To be clear, a "hash set" is a hash table where the key is the entire entry; there is no associated value, so the only interesting fact about a key is that it is present. This is a minor detail in the implementation of a hash table.

As has been noted, there is no basis to your statement that the size of the hash set needs to be less than log n in order to reduce lookup time. It's the other way around: the size of the hash set (the number of buckets) should be linear in the size of the dataset, so that the expected length of a hash chain is O(1). (For complexity analysis, it doesn't matter whether the expected length of a hash chain is 1 or 1,000: both are O(1).)

But even if the expected hash table lookup wasn't O(1), there is still a huge advantage to hashing over sorting: hashing is easily parallelizable. And that's something very important to Google, since only parallel algorithms can cope with Google-sized data sets.

In practice, a googly solution to this problem (I think: I haven't watched the video) would be to use two different hashes. The first hash assigns each number to a server, so it has a very large bucket size since each server has a lot of data. Each server then uses its own hash function to map its own data to its own buckets.

Now I can scan the entire dataset in parallel (using other servers), and for each entry, ask the appropriate storage server (which I work out by using the primary hash) whether the additive inverse is in its dataset. Since every entry can only be stored on one server (or set of servers, if the data is replicated for reliability), I don't actually have to disturb the irrelevant servers. (In practice, I would take a bunch of queries, bucket them by server, and then -- in parallel -- send each server a list of queries, because that reduces connection setup time. But the principal is the same.)

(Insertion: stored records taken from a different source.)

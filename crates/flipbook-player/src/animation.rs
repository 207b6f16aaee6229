//! Frame sequence and timing data shared by every play session.

use flipbook_common::FRAME_RATE_EPSILON;

/// An ordered frame sequence plus the settings that shape its playback.
///
/// The controller treats this as read-only for the duration of a session.
/// Only the frame rate can be changed afterwards, and only between sessions
/// (see [`PlaybackController::set_frame_rate`](crate::PlaybackController::set_frame_rate)).
///
/// # Example
///
/// ```
/// use flipbook_player::FrameAnimation;
///
/// let walk = FrameAnimation::new(vec!["walk_0", "walk_1", "walk_2"], 12.0)
///     .with_start_offset(1)
///     .with_inactive_frame("idle");
/// assert_eq!(walk.frame_count(), 3);
/// assert_eq!(walk.resolve_offset(1), 1);
/// ```
#[derive(Debug, Clone, PartialEq)]
pub struct FrameAnimation<F> {
    frames: Vec<F>,
    frame_rate: f64,
    start_offset: usize,
    reset_to_first_frame_on_complete: bool,
    allow_duplicate_random_frames: bool,
    inactive_frame: Option<F>,
}

impl<F> FrameAnimation<F> {
    /// Create an animation from frames and a signed frame rate.
    ///
    /// The sign of `frame_rate` selects the default direction (negative plays
    /// backwards); its magnitude is frames per second.
    pub fn new(frames: Vec<F>, frame_rate: f64) -> Self {
        Self {
            frames,
            frame_rate,
            start_offset: 0,
            reset_to_first_frame_on_complete: false,
            allow_duplicate_random_frames: false,
            inactive_frame: None,
        }
    }

    /// Offset (in frames) a plain `play()` starts from.
    pub fn with_start_offset(mut self, offset: usize) -> Self {
        self.start_offset = offset;
        self
    }

    /// One-shot sessions end on their first frame instead of their last.
    pub fn with_reset_on_complete(mut self, reset: bool) -> Self {
        self.reset_to_first_frame_on_complete = reset;
        self
    }

    /// Random sessions may show the same frame twice in a row.
    pub fn with_duplicate_random_frames(mut self, allow: bool) -> Self {
        self.allow_duplicate_random_frames = allow;
        self
    }

    /// Frame displayed while the controller is inactive.
    pub fn with_inactive_frame(mut self, frame: F) -> Self {
        self.inactive_frame = Some(frame);
        self
    }

    /// All frames in order.
    pub fn frames(&self) -> &[F] {
        &self.frames
    }

    /// Frame at `index`, if any.
    pub fn frame(&self, index: usize) -> Option<&F> {
        self.frames.get(index)
    }

    /// Number of frames.
    pub fn frame_count(&self) -> usize {
        self.frames.len()
    }

    /// Whether there are no frames at all.
    pub fn is_empty(&self) -> bool {
        self.frames.is_empty()
    }

    /// Signed frame rate in frames per second.
    pub fn frame_rate(&self) -> f64 {
        self.frame_rate
    }

    pub(crate) fn set_frame_rate(&mut self, frame_rate: f64) {
        self.frame_rate = frame_rate;
    }

    /// Configured start offset.
    pub fn start_offset(&self) -> usize {
        self.start_offset
    }

    /// Whether one-shot sessions end on their first frame.
    pub fn reset_to_first_frame_on_complete(&self) -> bool {
        self.reset_to_first_frame_on_complete
    }

    /// Whether random sessions may repeat the previous frame.
    pub fn allow_duplicate_random_frames(&self) -> bool {
        self.allow_duplicate_random_frames
    }

    /// Frame shown while inactive.
    pub fn inactive_frame(&self) -> Option<&F> {
        self.inactive_frame.as_ref()
    }

    /// Seconds between frames, or `None` when the rate is too close to zero
    /// (or not finite) for playback to ever advance.
    pub fn frame_interval(&self) -> Option<f64> {
        let rate = self.frame_rate.abs();
        if rate.is_finite() && rate > FRAME_RATE_EPSILON {
            Some(1.0 / rate)
        } else {
            None
        }
    }

    /// Time one pass over every frame takes, 0 when playback cannot advance.
    pub fn duration_seconds(&self) -> f64 {
        self.frame_interval()
            .map_or(0.0, |interval| interval * self.frames.len() as f64)
    }

    /// `offset` when it addresses a frame, otherwise 0.
    pub fn resolve_offset(&self, offset: usize) -> usize {
        if offset < self.frames.len() {
            offset
        } else {
            0
        }
    }
}
//! Animation Loader Domain
//!
//! Reads animation descriptions from disk or memory, auto-detecting between
//! JSON documents and plain-text flipbooks.
//!
//! A text flipbook is an optional `key = value` header followed by frames,
//! each introduced by a line containing only `---`:
//!
//! ```text
//! fps = 8
//! mode = ping_pong
//! ---
//! (o  )
//! ---
//! ( o )
//! ---
//! (  o)
//! ```

use crate::config::AnimationConfig;
use crate::{FlipbookError, Result};
use std::fs;
use std::path::Path;
use tracing::debug;

/// Line separating header and frames in a text flipbook.
pub const FRAME_SEPARATOR: &str = "---";

/// Description formats the loader understands.
#[derive(Debug, Clone, Copy, PartialEq, Eq)]
pub enum SourceFormat {
    /// JSON object matching [`AnimationConfig`].
    Json,
    /// `---`-separated text frames.
    Text,
}

/// Loads animation descriptions
pub struct AnimationLoader;

impl AnimationLoader {
    /// Load a description from disk, auto-detecting its format
    pub fn load(path: impl AsRef<Path>) -> Result<AnimationConfig> {
        let path = path.as_ref();
        let data = fs::read_to_string(path)?;
        debug!(path = %path.display(), bytes = data.len(), "loading animation");
        Self::load_from_str(&data)
    }

    /// Load a description from memory, auto-detecting its format
    pub fn load_from_str(data: &str) -> Result<AnimationConfig> {
        let config = match Self::detect_format(data) {
            SourceFormat::Json => serde_json::from_str::<AnimationConfig>(data)?,
            SourceFormat::Text => parse_text(data)?,
        };
        config.validate()?;
        Ok(config)
    }

    /// JSON when the first non-blank character opens an object
    pub fn detect_format(data: &str) -> SourceFormat {
        if data.trim_start().starts_with('{') {
            SourceFormat::Json
        } else {
            SourceFormat::Text
        }
    }
}

/// Convenience function to load a description from disk
pub fn load_file(path: impl AsRef<Path>) -> Result<AnimationConfig> {
    AnimationLoader::load(path)
}

/// Convenience function to load a description from an in-memory string
pub fn load_str(data: &str) -> Result<AnimationConfig> {
    AnimationLoader::load_from_str(data)
}

fn parse_text(data: &str) -> Result<AnimationConfig> {
    let mut config = AnimationConfig::default();
    let mut lines = data.lines().enumerate();
    let mut found_separator = false;

    for (index, line) in lines.by_ref() {
        let trimmed = line.trim();
        if trimmed == FRAME_SEPARATOR {
            found_separator = true;
            break;
        }
        if trimmed.is_empty() || trimmed.starts_with('#') {
            continue;
        }
        apply_header_line(&mut config, index + 1, trimmed)?;
    }

    if !found_separator {
        return Err(FlipbookError::parse(
            data.lines().count().max(1),
            format!("missing '{FRAME_SEPARATOR}' frame separator"),
        ));
    }

    let mut current: Vec<&str> = Vec::new();
    for (_, line) in lines {
        if line.trim_end() == FRAME_SEPARATOR {
            config.frames.push(current.join("\n"));
            current.clear();
        } else {
            current.push(line);
        }
    }
    // A trailing separator leaves nothing behind; anything else is a frame.
    if !current.is_empty() {
        config.frames.push(current.join("\n"));
    }

    Ok(config)
}

fn apply_header_line(config: &mut AnimationConfig, line: usize, text: &str) -> Result<()> {
    let Some((key, value)) = text.split_once(['=', ':']) else {
        return Err(FlipbookError::parse(line, format!("expected 'key = value', got '{text}'")));
    };
    let key = key.trim().to_ascii_lowercase();
    let value = value.trim();

    match key.as_str() {
        "fps" | "frame_rate" => config.frame_rate = parse_value(line, &key, value)?,
        "mode" => config.mode = value.parse()?,
        "initial_state" | "state" => config.initial_state = value.parse()?,
        "start_offset" | "offset" => config.start_offset = parse_value(line, &key, value)?,
        "reversed" => config.reversed = Some(parse_value(line, &key, value)?),
        "visible" => config.visible = parse_value(line, &key, value)?,
        "reset_on_complete" | "reset_to_first_frame_on_complete" => {
            config.reset_to_first_frame_on_complete = parse_value(line, &key, value)?;
        }
        "allow_duplicates" | "allow_duplicate_random_frames" => {
            config.allow_duplicate_random_frames = parse_value(line, &key, value)?;
        }
        "inactive" | "inactive_frame" => config.inactive_frame = Some(value.to_string()),
        _ => return Err(FlipbookError::parse(line, format!("unknown key '{key}'"))),
    }
    Ok(())
}

fn parse_value<T: std::str::FromStr>(line: usize, key: &str, value: &str) -> Result<T> {
    value
        .parse()
        .map_err(|_| FlipbookError::parse(line, format!("invalid value for '{key}': '{value}'")))
}
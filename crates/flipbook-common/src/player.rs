//! Unified frame player trait.
//!
//! [`FramePlayer`] is object-safe so hosts can drive any player through
//! `&mut dyn FramePlayer` without knowing its frame, target or random types.

use crate::{AdvanceResult, PlayMode, PlaybackState};

/// Control surface shared by frame-sequence players.
///
/// Every operation is forgiving: requests that make no sense in the current
/// state are ignored rather than reported. Setters return `false` when they
/// rejected the value.
pub trait FramePlayer {
    /// Start from the configured start offset. No-op while playing.
    fn play(&mut self);

    /// Start from `offset` frames into the sequence (from the last frame when
    /// reversed). Out-of-range offsets start at the end playback enters from.
    fn play_from(&mut self, offset: usize);

    /// `play` with the host's current time; the first step is due one interval
    /// after `now`.
    fn play_at(&mut self, now: f64);

    /// `play_from` with the host's current time.
    fn play_from_at(&mut self, offset: usize, now: f64);

    /// Suspend a playing session.
    fn pause(&mut self);

    /// Continue a paused session. The next frame is due one full interval later.
    fn resume(&mut self);

    /// `resume` with the host's current time.
    fn resume_at(&mut self, now: f64);

    /// Stop playback. A later `play()` restarts from the beginning.
    fn stop(&mut self);

    /// Clear the current frame and show the inactive frame.
    fn deactivate(&mut self);

    /// Feed the current host time (seconds, non-decreasing).
    fn advance(&mut self, now: f64) -> AdvanceResult;

    /// Current lifecycle state.
    fn state(&self) -> PlaybackState;

    /// Check if currently playing.
    fn is_playing(&self) -> bool {
        self.state() == PlaybackState::Playing
    }

    /// Pause when playing, resume when paused, otherwise do nothing.
    fn toggle_pause(&mut self) {
        match self.state() {
            PlaybackState::Playing => self.pause(),
            PlaybackState::Paused => self.resume(),
            PlaybackState::Stopped | PlaybackState::Inactive => {}
        }
    }

    /// [`toggle_pause`](Self::toggle_pause) with the host's current time.
    fn toggle_pause_at(&mut self, now: f64) {
        match self.state() {
            PlaybackState::Playing => self.pause(),
            PlaybackState::Paused => self.resume_at(now),
            PlaybackState::Stopped | PlaybackState::Inactive => {}
        }
    }

    /// Current play mode.
    fn mode(&self) -> PlayMode;

    /// Change the play mode. Rejected while playing.
    fn set_mode(&mut self, mode: PlayMode) -> bool;

    /// Index of the displayed frame, `None` when inactive.
    fn current_frame(&self) -> Option<usize>;

    /// Jump straight to `index`. Rejected when out of range or inactive.
    fn set_current_frame(&mut self, index: usize) -> bool;

    /// Number of frames in the sequence.
    fn frame_count(&self) -> usize;

    /// Default direction used by the next `play()`.
    fn is_reversed(&self) -> bool;

    /// Set the default direction used by the next `play()`.
    fn set_reversed(&mut self, reversed: bool);

    /// Whether the current frame is rendered.
    fn is_visible(&self) -> bool;

    /// Show or hide the current frame without touching playback.
    fn set_visible(&mut self, visible: bool);
}
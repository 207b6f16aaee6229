//! Controller options and serializable animation descriptions.

use crate::animation::FrameAnimation;
use crate::{FlipbookError, Result};
use flipbook_common::{InitialState, PlayMode};
use serde::{Deserialize, Serialize};

/// Default frame rate for descriptions that omit one.
pub const DEFAULT_FRAME_RATE: f64 = 12.0;

/// Per-controller settings that are not part of the frame sequence.
#[derive(Debug, Clone, Copy, PartialEq)]
pub struct ControllerOptions {
    /// Initial play mode.
    pub mode: PlayMode,
    /// State entered right after construction.
    pub initial_state: InitialState,
    /// Default direction override. `None` derives it from the frame-rate sign.
    pub reversed: Option<bool>,
    /// Whether the target starts visible.
    pub visible: bool,
}

impl Default for ControllerOptions {
    fn default() -> Self {
        Self {
            mode: PlayMode::default(),
            initial_state: InitialState::default(),
            reversed: None,
            visible: true,
        }
    }
}

impl ControllerOptions {
    /// Options with the given mode and defaults elsewhere.
    pub fn with_mode(mode: PlayMode) -> Self {
        Self {
            mode,
            ..Self::default()
        }
    }
}

/// Animation description as stored in a JSON file.
///
/// All fields are optional; missing ones use their defaults so partial
/// descriptions (e.g. only `frames`) work.
///
/// ```json
/// {
///   "frames": ["(o  )", "( o )", "(  o)"],
///   "frame_rate": 8.0,
///   "mode": "ping_pong_looped",
///   "initial_state": "playing"
/// }
/// ```
#[derive(Debug, Clone, PartialEq, Serialize, Deserialize)]
#[serde(default)]
pub struct AnimationConfig {
    /// Frame identifiers (for the terminal player: text blocks).
    pub frames: Vec<String>,
    /// Signed frames per second.
    pub frame_rate: f64,
    /// Offset a plain `play()` starts from.
    pub start_offset: usize,
    /// Initial play mode.
    pub mode: PlayMode,
    /// State entered after construction.
    pub initial_state: InitialState,
    /// Default direction override.
    pub reversed: Option<bool>,
    /// Whether the frame starts visible.
    pub visible: bool,
    /// One-shot sessions end on the first frame.
    pub reset_to_first_frame_on_complete: bool,
    /// Random sessions may repeat frames back to back.
    pub allow_duplicate_random_frames: bool,
    /// Frame shown while inactive.
    pub inactive_frame: Option<String>,
}

impl Default for AnimationConfig {
    fn default() -> Self {
        Self {
            frames: Vec::new(),
            frame_rate: DEFAULT_FRAME_RATE,
            start_offset: 0,
            mode: PlayMode::default(),
            initial_state: InitialState::default(),
            reversed: None,
            visible: true,
            reset_to_first_frame_on_complete: false,
            allow_duplicate_random_frames: false,
            inactive_frame: None,
        }
    }
}

impl AnimationConfig {
    /// Reject values no controller could make sense of.
    ///
    /// An empty frame list is accepted: the controller built from it simply
    /// stays inert.
    pub fn validate(&self) -> Result<()> {
        if !self.frame_rate.is_finite() {
            return Err(FlipbookError::config(format!(
                "frame_rate must be finite, got {}",
                self.frame_rate
            )));
        }
        Ok(())
    }

    /// Controller options described by this config.
    pub fn options(&self) -> ControllerOptions {
        ControllerOptions {
            mode: self.mode,
            initial_state: self.initial_state,
            reversed: self.reversed,
            visible: self.visible,
        }
    }

    /// Split into the frame sequence and the controller options.
    pub fn into_parts(self) -> (FrameAnimation<String>, ControllerOptions) {
        let options = self.options();
        let mut animation = FrameAnimation::new(self.frames, self.frame_rate)
            .with_start_offset(self.start_offset)
            .with_reset_on_complete(self.reset_to_first_frame_on_complete)
            .with_duplicate_random_frames(self.allow_duplicate_random_frames);
        if let Some(frame) = self.inactive_frame {
            animation = animation.with_inactive_frame(frame);
        }
        (animation, options)
    }
}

That's a very easy and almost infinitely scalable approach to the problem, and I think that an interviewer would be happy to hear about it. Parallel sorting is much more difficult, and in this case the complexity is totally unnecessary.

Of course, you may well have a good argument in favour of your own preferred strategy, and a good interviewer will be happy to hear a good argument as well, even if it's not one they thought of before. Good engineers are always open to discussing good ideas. And that discussion cannot start with the assumption that one of two different ideas must be "stupid".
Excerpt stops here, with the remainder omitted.